Your instructions: Search the material for the string "words", then return every line where it is found.

Input data:
╭──
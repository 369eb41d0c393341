// Unless explicitly stated otherwise all files in this repository are licensed
// under the Apache License Version 2.0.
// This product includes software developed at Datadog (https://www.datadoghq.com/).
// Copyright 2026-present Datadog, Inc.

use crate::error::CommandError;

/// Arguments accepted by a single command line.
pub const MAX_ARGS: usize = 5;

pub const HELP: &str = "\
commands:
  status [name...]     show every program, or the instances of the named ones
  start <name...>      start the named programs
  stop <name...>       stop the named programs
  restart <name...>    stop then start the named programs
  add <name>           register a program declared in the config file
  delete <name>        stop and unregister a program
  reload               re-read the config file and apply the differences
  exit                 stop every program and quit
  help                 show this message
";

#[derive(Debug, Clone, PartialEq, Eq)]
pub enum Command {
    Status(Vec<String>),
    Start(Vec<String>),
    Stop(Vec<String>),
    Restart(Vec<String>),
    Add(String),
    Delete(String),
    Reload,
    Exit,
    Help,
}

enum Arity {
    None,
    Optional,
    AtLeastOne,
    One,
}

impl Command {
    /// Parse one operator line. Program names are not checked here, see
    /// [`Command::validate`].
    pub fn parse(line: &str) -> Result<Command, CommandError> {
        let mut words = line.split_whitespace();
        let name = words.next().ok_or(CommandError::EmptyLine)?;
        let args: Vec<String> = words.map(str::to_string).collect();

        let arity = match name {
            "status" => Arity::Optional,
            "start" | "stop" | "restart" => Arity::AtLeastOne,
            "add" | "delete" => Arity::One,
            "reload" | "exit" | "help" => Arity::None,
            _ => return Err(CommandError::NotFound),
        };
        check_arity(&arity, args.len())?;

        let mut args = args;
        Ok(match name {
            "status" => Command::Status(args),
            "start" => Command::Start(args),
            "stop" => Command::Stop(args),
            "restart" => Command::Restart(args),
            "add" => Command::Add(args.remove(0)),
            "delete" => Command::Delete(args.remove(0)),
            "reload" => Command::Reload,
            "exit" => Command::Exit,
            _ => Command::Help,
        })
    }

    /// Program names the command refers to.
    pub fn targets(&self) -> &[String] {
        match self {
            Command::Status(names)
            | Command::Start(names)
            | Command::Stop(names)
            | Command::Restart(names) => names,
            Command::Add(name) | Command::Delete(name) => std::slice::from_ref(name),
            Command::Reload | Command::Exit | Command::Help => &[],
        }
    }

    /// Reject the first target `known` does not accept.
    pub fn validate(&self, known: impl Fn(&str) -> bool) -> Result<(), CommandError> {
        match self.targets().iter().find(|name| !known(name)) {
            Some(name) => Err(CommandError::BadArgument(name.clone())),
            None => Ok(()),
        }
    }
}

fn check_arity(arity: &Arity, count: usize) -> Result<(), CommandError> {
    if count > MAX_ARGS {
        return Err(CommandError::TooManyArguments);
    }
    match (arity, count) {
        (Arity::None, n) if n > 0 => Err(CommandError::TooManyArguments),
        (Arity::One, n) if n > 1 => Err(CommandError::TooManyArguments),
        (Arity::AtLeastOne | Arity::One, 0) => Err(CommandError::ArgumentMissing),
        _ => Ok(()),
    }
}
╰──
Result of the task:
        let mut words = line.split_whitespace();
        let name = words.next().ok_or(CommandError::EmptyLine)?;
        let args: Vec<String> = words.map(str::to_string).collect();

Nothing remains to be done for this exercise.